Forming portfolios based on characteristics has some advantages. For instance, it can generate a large dispersion in returns. However, it subsequently presents a challenge to any asset pricing model and has sparked a debate about whether this practice is appropriate. Lo and MacKinlay (1990) point out that the ad-hoc nature of the sorting technique - sorting on characteristics that are known to be correlated with returns generates a data snooping bias. Berk (2000) suggests that the characteristics that researchers rely on to share sorting may be mechanically linked to share returns. In addition, Conrad et al. (2003) demonstrate that the increasing popularity for researchers to sort stocks on multiple characteristics, and consequently to form larger number of portfolios, exacerbates the data-snooping bias. Such practice results in the return dispersion weakening or even disappearing in out-of-sample tests because the relation between returns and the characteristic is not robust over time.

Apart from the data-snooping concern, Daniel and Titman (2005) suggest that firm characteristics, such as B/M, serve as a “catch-all” factor. These characteristics capture the differences in the sensitivities of stocks’ returns to a number of different fundamental factors. Consequently, factors based on firms’ characteristics will be bound to have an explanatory power over share returns in the empirical testings using characteristics sorted portfolios. However, these testings are unable to tell us whether other factors, perhaps more fundamental ones can be equally important variables in explaining share returns. Stein (1996) suggests that “the return differentials associated with the book-to-market ratio and other predictive variables be thought of as compensation for fundamental risk.
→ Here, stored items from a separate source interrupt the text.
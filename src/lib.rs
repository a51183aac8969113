//! droid-lane: a supervised build lane for Android app packaging.
//!
//! The lane accepts build requests, admits them through a bounded-capacity
//! governor, runs the native build tools (Gradle, Flutter) under a
//! supervisor that streams output and enforces timeouts, and publishes the
//! resulting APKs.
//!
//! Layering, bottom up:
//! - [`error`], [`config`], [`timeout`], [`progress`]: shared vocabulary
//! - [`governor`]: admission slots and the stall watchdog
//! - [`supervisor`]: one external process under timeout supervision
//! - [`pipeline`]: scaffolded-template and uploaded-archive builds
//! - [`service`]: one front door wiring all of the above together

pub mod config;
pub mod error;
pub mod governor;
pub mod logging;
pub mod pipeline;
pub mod progress;
pub mod service;
pub mod supervisor;
pub mod timeout;

pub use config::LaneConfig;
pub use error::{AdmissionRefusal, LaneError, LaneResult, TimeoutKind};
pub use governor::{BuildGovernor, SlotGuard, SlotInfo};
pub use pipeline::scaffold::{CopyScaffolder, ProjectScaffolder, TemplateSpec};
pub use pipeline::ProjectKind;
pub use progress::ProgressSender;
pub use service::{BuildJob, BuildRequest, BuildService};
pub use supervisor::SupervisedCommand;
pub use timeout::TimeoutPolicy;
While there seems to be fairly widespread agreement that variables such as book-to-market do indeed have predictive content, it is much less clear that this reflects anything to do with risk.” Therefore, one cannot rely on the prevailing sorting practice in which shares sorted according to firms’ characteristics are used to identify fundamental factors in empirical asset pricing. It is primarily this criticism that motivates this study.

In this paper, we propose a novel computational approach to identify fundamental factors that capture the sensitivities of stocks’ returns. Such approach is well motivated economically, and more importantly, alleviates some of the problems inherent in the prevailing asset pricing practice.

This study makes the following contributions to the finance literature. Firstly, it overcomes the ad-hoc nature of sorting shares into portfolios based on their known characteristics. Secondly, it validates the well known fundamentals, such as size and B/M, in predicting share returns.

The remainder of the paper proceeds as follows. Section 2 describes the proposed methodology to be used in the study. Subsequently, Section 3 delineates the data. Section 4 reports the modelling findings. Section 5 proposes future research direction and Section 6 concludes.